=== Source information ===

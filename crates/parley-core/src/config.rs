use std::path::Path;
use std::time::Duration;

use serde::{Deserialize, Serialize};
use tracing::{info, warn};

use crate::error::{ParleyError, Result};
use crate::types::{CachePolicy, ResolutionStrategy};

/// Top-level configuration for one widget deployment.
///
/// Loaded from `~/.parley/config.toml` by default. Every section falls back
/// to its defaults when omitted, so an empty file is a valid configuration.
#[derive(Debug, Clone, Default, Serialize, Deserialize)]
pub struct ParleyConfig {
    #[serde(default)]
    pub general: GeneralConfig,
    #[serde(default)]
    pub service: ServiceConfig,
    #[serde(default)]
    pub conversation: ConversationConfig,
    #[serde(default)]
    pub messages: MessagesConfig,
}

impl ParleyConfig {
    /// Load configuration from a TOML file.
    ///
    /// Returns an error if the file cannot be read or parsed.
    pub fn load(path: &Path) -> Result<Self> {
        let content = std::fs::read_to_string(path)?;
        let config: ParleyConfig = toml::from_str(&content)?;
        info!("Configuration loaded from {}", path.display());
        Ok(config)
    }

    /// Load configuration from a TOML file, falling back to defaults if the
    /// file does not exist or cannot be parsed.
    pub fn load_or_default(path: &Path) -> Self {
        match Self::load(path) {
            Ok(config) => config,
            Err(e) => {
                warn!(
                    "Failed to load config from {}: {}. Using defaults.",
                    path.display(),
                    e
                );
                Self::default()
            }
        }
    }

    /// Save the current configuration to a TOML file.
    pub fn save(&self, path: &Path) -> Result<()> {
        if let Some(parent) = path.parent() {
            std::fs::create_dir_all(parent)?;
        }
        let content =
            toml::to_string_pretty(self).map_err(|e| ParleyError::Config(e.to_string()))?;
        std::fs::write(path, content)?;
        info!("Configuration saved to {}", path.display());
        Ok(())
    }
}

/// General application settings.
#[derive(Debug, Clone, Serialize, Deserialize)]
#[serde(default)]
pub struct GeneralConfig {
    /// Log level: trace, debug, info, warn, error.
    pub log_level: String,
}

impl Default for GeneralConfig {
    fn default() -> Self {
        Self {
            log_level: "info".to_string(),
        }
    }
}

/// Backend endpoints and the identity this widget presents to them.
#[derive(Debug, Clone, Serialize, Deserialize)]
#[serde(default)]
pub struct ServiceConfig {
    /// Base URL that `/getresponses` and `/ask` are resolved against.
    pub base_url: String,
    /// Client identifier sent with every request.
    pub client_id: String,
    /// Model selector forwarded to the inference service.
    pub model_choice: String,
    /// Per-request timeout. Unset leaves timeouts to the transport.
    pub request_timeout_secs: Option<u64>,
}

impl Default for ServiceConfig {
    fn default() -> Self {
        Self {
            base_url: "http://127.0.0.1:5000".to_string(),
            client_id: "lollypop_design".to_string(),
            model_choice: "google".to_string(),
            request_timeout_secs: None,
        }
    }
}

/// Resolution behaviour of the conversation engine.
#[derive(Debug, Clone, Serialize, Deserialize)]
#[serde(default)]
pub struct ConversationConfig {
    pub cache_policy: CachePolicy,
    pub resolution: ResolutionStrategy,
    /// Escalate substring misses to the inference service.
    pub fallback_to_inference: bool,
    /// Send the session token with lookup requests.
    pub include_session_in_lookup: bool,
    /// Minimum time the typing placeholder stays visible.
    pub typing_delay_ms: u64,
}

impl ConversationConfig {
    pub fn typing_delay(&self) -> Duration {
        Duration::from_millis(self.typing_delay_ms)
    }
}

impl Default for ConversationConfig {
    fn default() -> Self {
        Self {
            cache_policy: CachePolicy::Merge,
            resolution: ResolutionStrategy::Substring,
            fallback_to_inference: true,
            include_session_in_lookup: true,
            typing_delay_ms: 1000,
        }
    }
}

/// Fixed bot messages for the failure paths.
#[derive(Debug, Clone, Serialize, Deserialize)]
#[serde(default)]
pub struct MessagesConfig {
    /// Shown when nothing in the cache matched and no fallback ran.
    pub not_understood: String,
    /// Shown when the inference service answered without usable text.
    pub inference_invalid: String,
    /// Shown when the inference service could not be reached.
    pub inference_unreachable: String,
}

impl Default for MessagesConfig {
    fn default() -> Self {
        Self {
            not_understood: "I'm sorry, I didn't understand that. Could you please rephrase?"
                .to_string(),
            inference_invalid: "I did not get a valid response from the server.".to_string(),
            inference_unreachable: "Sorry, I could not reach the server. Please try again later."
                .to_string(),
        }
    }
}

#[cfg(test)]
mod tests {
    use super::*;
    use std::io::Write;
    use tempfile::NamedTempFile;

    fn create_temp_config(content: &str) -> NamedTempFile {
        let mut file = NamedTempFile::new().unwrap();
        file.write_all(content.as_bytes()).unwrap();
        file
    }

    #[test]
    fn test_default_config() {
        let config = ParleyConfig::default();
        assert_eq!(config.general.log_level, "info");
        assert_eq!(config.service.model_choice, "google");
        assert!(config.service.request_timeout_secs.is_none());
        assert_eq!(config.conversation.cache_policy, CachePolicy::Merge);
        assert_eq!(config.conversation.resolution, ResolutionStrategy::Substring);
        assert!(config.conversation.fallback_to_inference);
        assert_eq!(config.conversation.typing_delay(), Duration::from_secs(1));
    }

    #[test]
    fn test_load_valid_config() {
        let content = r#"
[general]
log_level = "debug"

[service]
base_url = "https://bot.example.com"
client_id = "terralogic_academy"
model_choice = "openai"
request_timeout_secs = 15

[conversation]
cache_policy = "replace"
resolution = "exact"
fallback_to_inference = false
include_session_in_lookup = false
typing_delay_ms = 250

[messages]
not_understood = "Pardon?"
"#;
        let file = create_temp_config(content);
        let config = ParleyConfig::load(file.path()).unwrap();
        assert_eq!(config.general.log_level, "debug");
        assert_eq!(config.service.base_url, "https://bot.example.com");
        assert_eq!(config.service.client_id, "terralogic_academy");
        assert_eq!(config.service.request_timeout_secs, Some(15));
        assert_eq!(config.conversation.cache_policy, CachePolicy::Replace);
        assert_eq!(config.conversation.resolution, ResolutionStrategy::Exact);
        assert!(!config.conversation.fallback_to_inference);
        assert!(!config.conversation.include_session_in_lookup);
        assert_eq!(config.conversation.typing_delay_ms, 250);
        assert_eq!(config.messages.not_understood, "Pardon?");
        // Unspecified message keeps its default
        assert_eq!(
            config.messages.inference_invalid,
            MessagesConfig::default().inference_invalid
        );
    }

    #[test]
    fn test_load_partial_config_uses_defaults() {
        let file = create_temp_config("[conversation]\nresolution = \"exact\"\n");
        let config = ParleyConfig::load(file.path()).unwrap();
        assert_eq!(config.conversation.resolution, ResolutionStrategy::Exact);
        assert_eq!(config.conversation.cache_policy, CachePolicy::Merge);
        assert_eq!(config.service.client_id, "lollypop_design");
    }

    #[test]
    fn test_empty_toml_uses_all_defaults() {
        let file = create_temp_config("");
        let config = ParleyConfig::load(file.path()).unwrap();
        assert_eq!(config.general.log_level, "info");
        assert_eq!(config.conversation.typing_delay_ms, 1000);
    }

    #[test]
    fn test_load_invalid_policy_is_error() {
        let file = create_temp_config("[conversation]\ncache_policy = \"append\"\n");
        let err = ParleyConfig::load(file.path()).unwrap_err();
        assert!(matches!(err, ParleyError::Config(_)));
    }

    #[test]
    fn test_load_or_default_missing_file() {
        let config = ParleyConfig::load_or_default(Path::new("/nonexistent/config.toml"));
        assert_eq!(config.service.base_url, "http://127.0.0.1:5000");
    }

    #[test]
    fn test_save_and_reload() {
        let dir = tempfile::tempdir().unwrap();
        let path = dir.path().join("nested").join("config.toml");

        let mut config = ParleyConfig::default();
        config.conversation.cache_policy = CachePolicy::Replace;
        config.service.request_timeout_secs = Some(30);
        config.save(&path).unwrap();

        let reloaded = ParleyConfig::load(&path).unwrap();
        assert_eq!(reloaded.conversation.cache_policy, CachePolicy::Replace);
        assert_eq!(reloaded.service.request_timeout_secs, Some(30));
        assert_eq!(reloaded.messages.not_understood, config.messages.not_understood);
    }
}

===

Nothing should appear in the answer except the lines from the one with "let dir = tempfile::tempdir().unwrap();" through the final line of the records, written exactly.

* **Exercise output**:
        let dir = tempfile::tempdir().unwrap();
        let path = dir.path().join("nested").join("config.toml");

        let mut config = ParleyConfig::default();
        config.conversation.cache_policy = CachePolicy::Replace;
        config.service.request_timeout_secs = Some(30);
        config.save(&path).unwrap();

        let reloaded = ParleyConfig::load(&path).unwrap();
        assert_eq!(reloaded.conversation.cache_policy, CachePolicy::Replace);
        assert_eq!(reloaded.service.request_timeout_secs, Some(30));
        assert_eq!(reloaded.messages.not_understood, config.messages.not_understood);
    }
}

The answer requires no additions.